Please tally every line in the listing below where the word "Some" appears, then give the number and nothing more.

═══ EXERCISE DATA ═══

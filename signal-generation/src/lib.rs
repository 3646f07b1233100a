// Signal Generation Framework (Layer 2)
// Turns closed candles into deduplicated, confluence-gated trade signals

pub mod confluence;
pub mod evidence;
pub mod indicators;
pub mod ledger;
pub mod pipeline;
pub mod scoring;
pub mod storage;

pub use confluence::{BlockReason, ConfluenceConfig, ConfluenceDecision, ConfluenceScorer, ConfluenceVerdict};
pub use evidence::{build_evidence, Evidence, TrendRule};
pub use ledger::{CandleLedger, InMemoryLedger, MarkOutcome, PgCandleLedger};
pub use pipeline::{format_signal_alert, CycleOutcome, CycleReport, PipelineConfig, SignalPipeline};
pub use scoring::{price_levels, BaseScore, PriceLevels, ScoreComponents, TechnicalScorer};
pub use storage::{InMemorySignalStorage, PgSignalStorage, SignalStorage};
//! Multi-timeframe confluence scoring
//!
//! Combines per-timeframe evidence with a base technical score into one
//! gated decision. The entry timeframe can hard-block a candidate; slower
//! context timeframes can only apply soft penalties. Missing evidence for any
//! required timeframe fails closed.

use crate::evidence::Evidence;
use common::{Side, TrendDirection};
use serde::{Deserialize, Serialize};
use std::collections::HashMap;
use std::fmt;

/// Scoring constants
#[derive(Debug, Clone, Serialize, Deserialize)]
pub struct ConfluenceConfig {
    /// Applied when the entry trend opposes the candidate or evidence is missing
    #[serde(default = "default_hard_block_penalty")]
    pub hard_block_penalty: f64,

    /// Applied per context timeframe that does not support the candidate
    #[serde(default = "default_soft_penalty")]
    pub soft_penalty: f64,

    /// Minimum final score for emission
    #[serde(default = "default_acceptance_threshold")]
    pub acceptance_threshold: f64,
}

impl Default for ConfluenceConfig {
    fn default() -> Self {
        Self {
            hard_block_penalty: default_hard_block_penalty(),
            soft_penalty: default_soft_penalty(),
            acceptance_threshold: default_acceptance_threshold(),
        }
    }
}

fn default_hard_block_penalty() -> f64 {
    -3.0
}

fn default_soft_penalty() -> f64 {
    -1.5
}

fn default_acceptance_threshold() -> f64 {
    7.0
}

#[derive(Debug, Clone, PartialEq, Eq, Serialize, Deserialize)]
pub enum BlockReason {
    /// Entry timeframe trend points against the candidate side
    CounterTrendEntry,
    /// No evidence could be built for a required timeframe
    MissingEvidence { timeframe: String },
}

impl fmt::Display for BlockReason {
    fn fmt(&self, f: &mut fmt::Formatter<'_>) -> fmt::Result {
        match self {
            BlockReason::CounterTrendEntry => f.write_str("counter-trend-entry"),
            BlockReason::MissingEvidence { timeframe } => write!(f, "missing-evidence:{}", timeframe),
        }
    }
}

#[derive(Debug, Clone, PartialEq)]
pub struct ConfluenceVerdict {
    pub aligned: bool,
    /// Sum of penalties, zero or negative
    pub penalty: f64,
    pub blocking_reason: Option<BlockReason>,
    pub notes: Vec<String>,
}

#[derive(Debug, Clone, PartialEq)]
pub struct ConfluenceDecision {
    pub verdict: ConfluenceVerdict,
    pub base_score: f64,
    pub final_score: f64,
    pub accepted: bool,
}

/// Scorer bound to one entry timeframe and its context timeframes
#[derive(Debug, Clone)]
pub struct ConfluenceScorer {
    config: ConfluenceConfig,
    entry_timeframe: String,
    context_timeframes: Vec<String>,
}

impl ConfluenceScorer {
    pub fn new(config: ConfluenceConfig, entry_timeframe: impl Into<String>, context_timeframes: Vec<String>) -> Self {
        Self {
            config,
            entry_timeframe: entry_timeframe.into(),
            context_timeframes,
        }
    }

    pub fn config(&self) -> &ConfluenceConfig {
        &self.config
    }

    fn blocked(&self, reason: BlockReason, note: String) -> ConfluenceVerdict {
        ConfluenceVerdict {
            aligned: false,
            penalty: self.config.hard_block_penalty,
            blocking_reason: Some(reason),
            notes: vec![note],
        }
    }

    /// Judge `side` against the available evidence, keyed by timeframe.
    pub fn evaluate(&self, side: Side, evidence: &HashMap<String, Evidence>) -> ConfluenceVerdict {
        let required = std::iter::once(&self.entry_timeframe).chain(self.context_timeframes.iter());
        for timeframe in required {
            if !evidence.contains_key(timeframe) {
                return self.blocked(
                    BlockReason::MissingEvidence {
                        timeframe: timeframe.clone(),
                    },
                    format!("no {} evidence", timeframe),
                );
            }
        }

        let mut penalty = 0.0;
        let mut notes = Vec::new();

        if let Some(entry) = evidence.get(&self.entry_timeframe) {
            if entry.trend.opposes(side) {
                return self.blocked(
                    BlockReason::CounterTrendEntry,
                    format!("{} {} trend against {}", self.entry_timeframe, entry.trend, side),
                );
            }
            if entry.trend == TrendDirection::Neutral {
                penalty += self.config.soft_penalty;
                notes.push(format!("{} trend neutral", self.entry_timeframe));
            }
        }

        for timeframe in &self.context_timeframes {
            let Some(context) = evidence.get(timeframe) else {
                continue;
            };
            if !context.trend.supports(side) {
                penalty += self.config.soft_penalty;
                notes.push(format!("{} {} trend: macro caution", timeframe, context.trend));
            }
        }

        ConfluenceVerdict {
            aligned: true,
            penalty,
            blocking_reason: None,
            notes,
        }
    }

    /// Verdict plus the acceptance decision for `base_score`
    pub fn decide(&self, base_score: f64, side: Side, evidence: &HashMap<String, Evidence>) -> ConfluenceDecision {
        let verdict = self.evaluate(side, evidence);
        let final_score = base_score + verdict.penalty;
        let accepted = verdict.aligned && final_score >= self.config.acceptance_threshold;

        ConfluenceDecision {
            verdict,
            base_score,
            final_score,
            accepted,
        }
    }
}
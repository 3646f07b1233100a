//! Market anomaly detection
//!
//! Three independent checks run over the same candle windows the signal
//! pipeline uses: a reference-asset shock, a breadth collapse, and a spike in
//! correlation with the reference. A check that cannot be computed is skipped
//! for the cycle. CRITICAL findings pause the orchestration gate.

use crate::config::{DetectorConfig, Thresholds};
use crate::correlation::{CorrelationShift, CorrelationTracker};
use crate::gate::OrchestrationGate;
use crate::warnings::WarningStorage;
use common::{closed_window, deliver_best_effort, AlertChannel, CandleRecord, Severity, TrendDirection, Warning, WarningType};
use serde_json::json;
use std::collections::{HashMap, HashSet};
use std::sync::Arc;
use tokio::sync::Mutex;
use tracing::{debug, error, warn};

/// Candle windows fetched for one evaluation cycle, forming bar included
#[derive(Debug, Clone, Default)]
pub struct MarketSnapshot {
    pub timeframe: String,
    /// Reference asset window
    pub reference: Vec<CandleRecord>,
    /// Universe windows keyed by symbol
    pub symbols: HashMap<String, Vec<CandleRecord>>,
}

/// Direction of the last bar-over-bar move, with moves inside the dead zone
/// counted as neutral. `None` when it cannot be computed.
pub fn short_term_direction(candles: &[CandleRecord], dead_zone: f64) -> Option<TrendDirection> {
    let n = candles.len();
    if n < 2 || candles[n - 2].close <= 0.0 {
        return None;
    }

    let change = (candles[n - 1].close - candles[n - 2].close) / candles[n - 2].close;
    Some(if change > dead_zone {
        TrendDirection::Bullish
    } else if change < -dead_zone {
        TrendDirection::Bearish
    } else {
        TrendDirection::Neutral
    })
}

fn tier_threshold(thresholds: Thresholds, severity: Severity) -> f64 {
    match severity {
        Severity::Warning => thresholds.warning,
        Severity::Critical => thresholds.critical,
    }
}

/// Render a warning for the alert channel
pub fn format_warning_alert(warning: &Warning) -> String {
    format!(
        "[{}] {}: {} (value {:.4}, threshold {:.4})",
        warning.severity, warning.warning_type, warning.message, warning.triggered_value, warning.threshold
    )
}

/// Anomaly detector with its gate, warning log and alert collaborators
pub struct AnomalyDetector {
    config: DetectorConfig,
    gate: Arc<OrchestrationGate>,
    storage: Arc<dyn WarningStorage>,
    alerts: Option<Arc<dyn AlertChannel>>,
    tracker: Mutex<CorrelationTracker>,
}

═══

▶ [ANSWER] 4